BEGIN Given records

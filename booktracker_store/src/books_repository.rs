pub use in_memory_books_repository::InMemoryBookRepository;
pub use postgres_books_repository::{PostgresBooksRepository, PostgresBooksRepositoryConfig};

use crate::api::{Book, BookId, BookStatus, NewBook};

mod in_memory_books_repository;
mod postgres_books_repository;

#[derive(thiserror::Error, Debug)]
pub enum BookRepositoryError {
    #[error("Book {0} not found")]
    NotFound(BookId),

    #[error("DatabaseFailure failure {0}")]
    DatabaseFailure(#[from] tokio_postgres::Error),

    #[error("Other error {0}")]
    Other(String),
}

#[async_trait::async_trait]
pub trait BookRepository: Send + Sync {
    /// Adds book to repository, returns the stored record with its assigned id and creation time
    async fn add_book(&self, new_book: NewBook) -> Result<Book, BookRepositoryError>;
    /// Lists all books in the repository, most recently created first
    async fn list_books(&self) -> Result<Vec<Book>, BookRepositoryError>;
    /// Retrieves a single book from repository
    async fn get_book(&self, book_id: BookId) -> Result<Book, BookRepositoryError>;
    /// Removes the book permanently
    async fn delete_book(&self, book_id: BookId) -> Result<(), BookRepositoryError>;
    /// Overwrites status of the book, returns the updated record
    async fn update_status(
        &self,
        book_id: BookId,
        status: BookStatus,
    ) -> Result<Book, BookRepositoryError>;
}
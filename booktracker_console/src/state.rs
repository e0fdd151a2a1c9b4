//! Client-side working copy of the book collection and the active filters.
//!
//! The collection is only ever changed through the methods below, which keep
//! the derived category list and the category selection in step with it.

use booktracker_store::api::{Book, BookId, BookStatus};

pub const ALL_CATEGORIES: &str = "all_categories";

#[derive(Debug, Default, Clone, Copy, Eq, PartialEq)]
pub enum StatusFilter {
    #[default]
    All,
    Read,
    ToRead,
}

impl StatusFilter {
    pub const ALL_FILTERS: [StatusFilter; 3] =
        [StatusFilter::All, StatusFilter::Read, StatusFilter::ToRead];

    /// Maps a filter button caption; anything unrecognized means all books
    pub fn from_label(label: &str) -> Self {
        match label.trim().to_lowercase().as_str() {
            "read" => StatusFilter::Read,
            "to read" => StatusFilter::ToRead,
            _ => StatusFilter::All,
        }
    }

    pub fn label(&self) -> &'static str {
        match self {
            StatusFilter::All => "All",
            StatusFilter::Read => "Read",
            StatusFilter::ToRead => "To Read",
        }
    }

    pub fn value(&self) -> &'static str {
        match self {
            StatusFilter::All => "all",
            StatusFilter::Read => "read",
            StatusFilter::ToRead => "to_read",
        }
    }

    pub fn matches(&self, status: &BookStatus) -> bool {
        match self {
            StatusFilter::All => true,
            StatusFilter::Read => *status == BookStatus::Read,
            StatusFilter::ToRead => *status == BookStatus::ToRead,
        }
    }
}

#[derive(Debug, Default, Clone, Eq, PartialEq)]
pub enum CategoryFilter {
    #[default]
    All,
    Exact(String),
}

impl CategoryFilter {
    /// Maps a dropdown value, empty or `all_categories` meaning no restriction
    pub fn from_value(value: &str) -> Self {
        match value {
            "" | ALL_CATEGORIES => CategoryFilter::All,
            category => CategoryFilter::Exact(category.to_string()),
        }
    }

    pub fn value(&self) -> &str {
        match self {
            CategoryFilter::All => ALL_CATEGORIES,
            CategoryFilter::Exact(category) => category,
        }
    }

    pub fn matches(&self, category: &str) -> bool {
        match self {
            CategoryFilter::All => true,
            CategoryFilter::Exact(selected) => selected == category,
        }
    }
}

#[derive(Debug, Default, Clone, Eq, PartialEq)]
pub struct ConsoleState {
    books: Vec<Book>,
    categories: Vec<String>,
    pub status_filter: StatusFilter,
    pub category_filter: CategoryFilter,
}

impl ConsoleState {
    pub fn books(&self) -> &[Book] {
        &self.books
    }

    /// Distinct categories across all books, in order of first appearance
    pub fn categories(&self) -> &[String] {
        &self.categories
    }

    pub fn find_book(&self, book_id: BookId) -> Option<&Book> {
        self.books.iter().find(|book| book.id == book_id)
    }

    pub fn replace_books(&mut self, books: Vec<Book>) {
        self.books = books;
        self.rebuild_categories();
    }

    pub fn push_book(&mut self, book: Book) {
        self.books.push(book);
        self.rebuild_categories();
    }

    pub fn remove_book(&mut self, book_id: BookId) {
        self.books.retain(|book| book.id != book_id);
        self.rebuild_categories();
    }

    /// Swaps the local record with the same id for the given one
    pub fn replace_book(&mut self, updated: Book) {
        for book in self.books.iter_mut().filter(|book| book.id == updated.id) {
            *book = updated.clone();
        }
        self.rebuild_categories();
    }

    /// Selects a category, falling back to all categories when no book has it
    pub fn select_category(&mut self, filter: CategoryFilter) {
        self.category_filter = match filter {
            CategoryFilter::Exact(category) if self.categories.contains(&category) => {
                CategoryFilter::Exact(category)
            }
            _ => CategoryFilter::All,
        };
    }

    fn rebuild_categories(&mut self) {
        let mut categories: Vec<String> = vec![];
        for book in &self.books {
            if !categories.contains(&book.category) {
                categories.push(book.category.clone());
            }
        }
        self.categories = categories;

        if let CategoryFilter::Exact(selected) = &self.category_filter {
            if !self.categories.contains(selected) {
                self.category_filter = CategoryFilter::All;
            }
        }
    }
}
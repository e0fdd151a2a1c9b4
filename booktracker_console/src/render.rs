use booktracker_store::api::{Book, BookId, BookStatus};

use crate::state::{ConsoleState, StatusFilter, ALL_CATEGORIES};

pub const ALL_CATEGORIES_LABEL: &str = "All Categories";

#[derive(Debug, Clone, Eq, PartialEq)]
pub struct BookCard {
    pub id: BookId,
    pub title: String,
    pub author: String,
    pub category: String,
    pub cover_image_url: Option<String>,
    pub is_read: bool,
}

impl BookCard {
    fn from_book(book: &Book) -> Self {
        Self {
            id: book.id,
            title: book.title.clone(),
            author: book.author.clone(),
            category: book.category.clone(),
            cover_image_url: book.cover_image_url.clone(),
            is_read: book.status.is_read(),
        }
    }

    /// Only books not yet read offer the mark-as-read control
    pub fn can_mark_read(&self) -> bool {
        !self.is_read
    }
}

#[derive(Debug, Default, Clone, Copy, Eq, PartialEq)]
pub struct Counters {
    pub total: usize,
    pub read: usize,
    pub to_read: usize,
}

impl Counters {
    pub fn count(books: &[Book]) -> Self {
        Self {
            total: books.len(),
            read: books
                .iter()
                .filter(|book| book.status == BookStatus::Read)
                .count(),
            to_read: books
                .iter()
                .filter(|book| book.status == BookStatus::ToRead)
                .count(),
        }
    }
}

#[derive(Debug, Clone, Eq, PartialEq)]
pub struct CategoryOption {
    pub value: String,
    pub label: String,
    pub selected: bool,
}

#[derive(Debug, Clone, Eq, PartialEq)]
pub struct StatusFilterButton {
    pub filter: StatusFilter,
    pub label: &'static str,
    pub active: bool,
}

/// Everything the page shows, derived from a [`ConsoleState`]
#[derive(Debug, Default, Clone, Eq, PartialEq)]
pub struct ConsoleView {
    pub cards: Vec<BookCard>,
    pub counters: Counters,
    pub category_options: Vec<CategoryOption>,
    pub status_filters: Vec<StatusFilterButton>,
}

pub fn render(state: &ConsoleState) -> ConsoleView {
    let cards = state
        .books()
        .iter()
        .filter(|book| state.status_filter.matches(&book.status))
        .filter(|book| state.category_filter.matches(&book.category))
        .map(BookCard::from_book)
        .collect();

    let selected_category = state.category_filter.value();
    let category_options = std::iter::once(CategoryOption {
        value: ALL_CATEGORIES.to_string(),
        label: ALL_CATEGORIES_LABEL.to_string(),
        selected: selected_category == ALL_CATEGORIES,
    })
    .chain(state.categories().iter().map(|category| CategoryOption {
        value: category.clone(),
        label: category.clone(),
        selected: selected_category == category,
    }))
    .collect();

    let status_filters = StatusFilter::ALL_FILTERS
        .into_iter()
        .map(|filter| StatusFilterButton {
            filter,
            label: filter.label(),
            active: filter == state.status_filter,
        })
        .collect();

    ConsoleView {
        cards,
        counters: Counters::count(state.books()),
        category_options,
        status_filters,
    }
}

#[cfg(test)]
mod render_tests {
    use booktracker_store::api::BookStatus;

    use crate::render::{render, Counters};
    use crate::state::{CategoryFilter, ConsoleState, StatusFilter};
    use crate::test_support::book;

    fn state_with_two_categories() -> ConsoleState {
        let mut state = ConsoleState::default();
        state.replace_books(vec![
            book(1, "A", BookStatus::Read),
            book(2, "B", BookStatus::ToRead),
            book(3, "B", BookStatus::Read),
            book(4, "A", BookStatus::ToRead),
        ]);
        state
    }

    fn card_ids(state: &ConsoleState) -> Vec<i32> {
        render(state).cards.iter().map(|card| card.id).collect()
    }

    #[test]
    fn test_category_filter_narrows_cards_for_every_status_filter() {
        let mut state = state_with_two_categories();
        state.category_filter = CategoryFilter::Exact("B".to_string());

        state.status_filter = StatusFilter::All;
        assert_eq!(card_ids(&state), vec![2, 3]);

        state.status_filter = StatusFilter::Read;
        assert_eq!(card_ids(&state), vec![3]);

        state.status_filter = StatusFilter::ToRead;
        assert_eq!(card_ids(&state), vec![2]);

        let view = render(&state);
        assert!(view.cards.iter().all(|card| card.category == "B"));
    }

    #[test]
    fn test_counters_ignore_filters() {
        let mut state = state_with_two_categories();
        let mut books = state.books().to_vec();
        books.push(book(5, "A", BookStatus::from("Lent")));
        state.replace_books(books);
        state.category_filter = CategoryFilter::Exact("A".to_string());
        state.status_filter = StatusFilter::Read;

        assert_eq!(
            render(&state).counters,
            Counters {
                total: 5,
                read: 2,
                to_read: 2,
            }
        );
    }

    #[test]
    fn test_options_and_buttons_reflect_selection() {
        let mut state = state_with_two_categories();
        state.category_filter = CategoryFilter::Exact("B".to_string());
        state.status_filter = StatusFilter::ToRead;

        let view = render(&state);
        let options: Vec<(&str, bool)> = view
            .category_options
            .iter()
            .map(|option| (option.value.as_str(), option.selected))
            .collect();
        assert_eq!(
            options,
            vec![("all_categories", false), ("A", false), ("B", true)]
        );
        assert_eq!(view.category_options[0].label, "All Categories");

        let active: Vec<&str> = view
            .status_filters
            .iter()
            .filter(|button| button.active)
            .map(|button| button.label)
            .collect();
        assert_eq!(active, vec!["To Read"]);
        assert_eq!(view.status_filters.len(), 3);
    }

    #[test]
    fn test_cards_expose_read_state() {
        let view = render(&state_with_two_categories());
        let first = &view.cards[0];
        assert!(first.is_read);
        assert!(!first.can_mark_read());
        assert!(view.cards[1].can_mark_read());
    }
}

END Given records

The first line of the entries above and every line after it, up to and including the line with "pub trait BookRepository: Send", should be set down exactly.

■ Answer to this task
filename booktracker_store/src/books_repository.rs
pub use in_memory_books_repository::InMemoryBookRepository;
pub use postgres_books_repository::{PostgresBooksRepository, PostgresBooksRepositoryConfig};

use crate::api::{Book, BookId, BookStatus, NewBook};

mod in_memory_books_repository;
mod postgres_books_repository;

#[derive(thiserror::Error, Debug)]
pub enum BookRepositoryError {
    #[error("Book {0} not found")]
    NotFound(BookId),

    #[error("DatabaseFailure failure {0}")]
    DatabaseFailure(#[from] tokio_postgres::Error),

    #[error("Other error {0}")]
    Other(String),
}

#[async_trait::async_trait]
pub trait BookRepository: Send + Sync {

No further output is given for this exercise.